Re: [hsa 7/12] Disabling the vectorizer for GPU kernels/functions
- From: Martin Jambor <mjambor at suse dot cz>
- To: Richard Biener <rguenther at suse dot de>
- Cc: GCC Patches <gcc-patches at gcc dot gnu dot org>, Martin Liska <mliska at suse dot cz>
- Date: Tue, 10 Nov 2015 15:48:53 +0100
- Subject: Re: [hsa 7/12] Disabling the vectorizer for GPU kernels/functions
- Authentication-results: sourceware.org; auth=none
- References: <20151105215108 dot GC9264 at virgil dot suse dot cz> <20151105220105 dot GJ9264 at virgil dot suse dot cz> <alpine dot LSU dot 2 dot 11 dot 1511060936320 dot 10078 at zhemvz dot fhfr dot qr>
On Fri, Nov 06, 2015 at 09:38:21AM +0100, Richard Biener wrote:
> On Thu, 5 Nov 2015, Martin Jambor wrote:
>
> > Hi,
> >
> > in the previous email I wrote we need to "change behavior" of a few
> > optimization passes. One was the flattening of GPU functions and the
> > other two are in the patch below.
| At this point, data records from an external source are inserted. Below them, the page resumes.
use hivebolt_core::block::Block;
use hivebolt_core::codec::{Decoder, Encoder};
use hivebolt_core::constants::{HANDSHAKE_NONCE_BYTES, PUBKEY_BYTES, SIGNATURE_BYTES};
use hivebolt_core::transaction::Transaction;

use crate::frame::{Frame, P2pError};

pub const MSG_HELLO: u32 = 1;
pub const MSG_CHALLENGE: u32 = 2;
pub const MSG_HANDSHAKE_OK: u32 = 3;
pub const MSG_TRANSACTION: u32 = 4;
pub const MSG_BLOCK: u32 = 5;
pub const MSG_PEER_LIST: u32 = 6;

/// Messages exchanged between HiveBolt peers. Payloads use the canonical
/// codec, same as everything hashed or signed.
#[derive(Clone, Debug, PartialEq, Eq)]
pub enum NetMessage {
    Hello {
        version: u32,
        network_id: u32,
        nonce: [u8; HANDSHAKE_NONCE_BYTES],
    },
    Challenge {
        pubkey: [u8; PUBKEY_BYTES],
        signature: [u8; SIGNATURE_BYTES],
    },
    HandshakeOk,
    Transaction(Transaction),
    Block(Block),
    PeerList(Vec<String>),
}

impl NetMessage {
    pub fn msg_type(&self) -> u32 {
        match self {
            NetMessage::Hello { .. } => MSG_HELLO,
            NetMessage::Challenge { .. } => MSG_CHALLENGE,
            NetMessage::HandshakeOk => MSG_HANDSHAKE_OK,
            NetMessage::Transaction(_) => MSG_TRANSACTION,
            NetMessage::Block(_) => MSG_BLOCK,
            NetMessage::PeerList(_) => MSG_PEER_LIST,
        }
    }

    pub fn encode_payload(&self) -> Vec<u8> {
        match self {
            NetMessage::Hello {
                version,
                network_id,
                nonce,
            } => {
                let mut enc = Encoder::with_capacity(40);
                enc.put_u32(*version);
                enc.put_u32(*network_id);
                enc.put_raw(nonce);
                enc.into_bytes()
            }
            NetMessage::Challenge { pubkey, signature } => {
                let mut enc = Encoder::with_capacity(PUBKEY_BYTES + SIGNATURE_BYTES);
                enc.put_raw(pubkey);
                enc.put_raw(signature);
                enc.into_bytes()
            }
            NetMessage::HandshakeOk => Vec::new(),
            NetMessage::Transaction(tx) => tx.wire_bytes(),
            NetMessage::Block(block) => block.wire_bytes(),
            NetMessage::PeerList(peers) => {
                let mut enc = Encoder::new();
                enc.put_u32(peers.len() as u32);
                for peer in peers {
                    enc.put_str(peer);
                }
                enc.into_bytes()
            }
        }
    }

    pub fn into_frame(self, seq: u64) -> Frame {
        Frame {
            msg_type: self.msg_type(),
            seq,
            payload: self.encode_payload(),
        }
    }

    pub fn decode(msg_type: u32, payload: &[u8]) -> Result<Self, P2pError> {
        match msg_type {
            MSG_HELLO => {
                let mut dec = Decoder::new(payload);
                let version = dec.u32()?;
                let network_id = dec.u32()?;
                let nonce: [u8; HANDSHAKE_NONCE_BYTES] = dec
                    .raw(HANDSHAKE_NONCE_BYTES)?
                    .try_into()
                    .expect("fixed-width read");
                dec.finish()?;
                Ok(NetMessage::Hello {
                    version,
                    network_id,
                    nonce,
                })
            }
            MSG_CHALLENGE => {
                let mut dec = Decoder::new(payload);
                let pubkey: [u8; PUBKEY_BYTES] =
                    dec.raw(PUBKEY_BYTES)?.try_into().expect("fixed-width read");
                let signature: [u8; SIGNATURE_BYTES] = dec
                    .raw(SIGNATURE_BYTES)?
                    .try_into()
                    .expect("fixed-width read");
                dec.finish()?;
                Ok(NetMessage::Challenge { pubkey, signature })
            }
            MSG_HANDSHAKE_OK => {
                if payload.is_empty() {
                    Ok(NetMessage::HandshakeOk)
                } else {
                    Err(P2pError::Decode("HANDSHAKE_OK carries a payload".into()))
                }
            }
            MSG_TRANSACTION => Ok(NetMessage::Transaction(Transaction::decode(payload)?)),
            MSG_BLOCK => Ok(NetMessage::Block(Block::decode(payload)?)),
            MSG_PEER_LIST => {
                let mut dec = Decoder::new(payload);
                let count = dec.u32()?;
                let mut peers = Vec::with_capacity(count as usize);
                for _ in 0..count {
                    peers.push(dec.str()?);
                }
                dec.finish()?;
                Ok(NetMessage::PeerList(peers))
            }
            other => Err(P2pError::UnknownMessageType(other)),
        }
    }
}

#[cfg(test)]
mod tests {
    use super::*;
    use hivebolt_core::types::Address;

    fn round_trip(msg: NetMessage) {
        let msg_type = msg.msg_type();
        let payload = msg.encode_payload();
        let decoded = NetMessage::decode(msg_type, &payload).unwrap();
        assert_eq!(decoded, msg);
    }

    #[test]
    fn hello_round_trip() {
        round_trip(NetMessage::Hello {
            version: 1,
            network_id: 7,
            nonce: [9; 32],
        });
    }

    #[test]
    fn challenge_round_trip() {
        round_trip(NetMessage::Challenge {
            pubkey: [2; 33],
            signature: [3; 64],
        });
    }

    #[test]
    fn handshake_ok_round_trip() {
        round_trip(NetMessage::HandshakeOk);
    }

    #[test]
    fn transaction_round_trip() {
        round_trip(NetMessage::Transaction(Transaction::coinbase(
            1,
            Address::from_bytes([4; 20]),
            50,
            123,
        )));
    }

    #[test]
    fn peer_list_round_trip() {
        round_trip(NetMessage::PeerList(vec![
            "10.0.0.1:7440".into(),
            "10.0.0.2:7440".into(),
        ]));
    }

    #[test]
    fn unknown_type_rejected() {
        assert!(matches!(
            NetMessage::decode(99, &[]),
            Err(P2pError::UnknownMessageType(99))
        ));
    }
}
It all comes to that, at the
> > moment, we need to switch off the vectorizer (only for the GPU
> > functions, of course).
> >
> > We are actually quite close to being able to handle gimple vector
> > input in HSA back-end but not all the way yet, and before allowing the
> > vectorizer again, we will have to make sure it never produces vectors
> > bigger than 128bits (in GPU functions).
>
> Hmm. I'd rather have this modify
> DECL_FUNCTION_SPECIFIC_OPTIMIZATION of the hsa function to get this
> effect. I think I mentioned this to the OACC guys as well for a
> similar needs of them.
I see, that is a good idea. I have reverted changes to
tree-ssa-loop.c and tree-vectorizer.c and on top of that committed the
following patch to the branch which makes modifications to HSA fndecls
at a more convenient spot and disables vectorization in the following
way:
tree gdecl = gpu->decl;
tree fn_opts = DECL_FUNCTION_SPECIFIC_OPTIMIZATION (gdecl);
if (fn_opts == NULL_TREE)
fn_opts = optimization_default_node;
fn_opts = copy_node (fn_opts);
TREE_OPTIMIZATION (fn_opts)->x_flag_tree_loop_vectorize = false;
TREE_OPTIMIZATION (fn_opts)->x_flag_tree_slp_vectorize = false;
DECL_FUNCTION_SPECIFIC_OPTIMIZATION (gdecl) = fn_opts;
I hope that is what you meant. I have also verified that it works.
Thanks,
Martin
2015-11-10 Martin Jambor <mjambor@suse.cz>
* hsa.h (hsa_summary_t): Add a comment to method link_functions.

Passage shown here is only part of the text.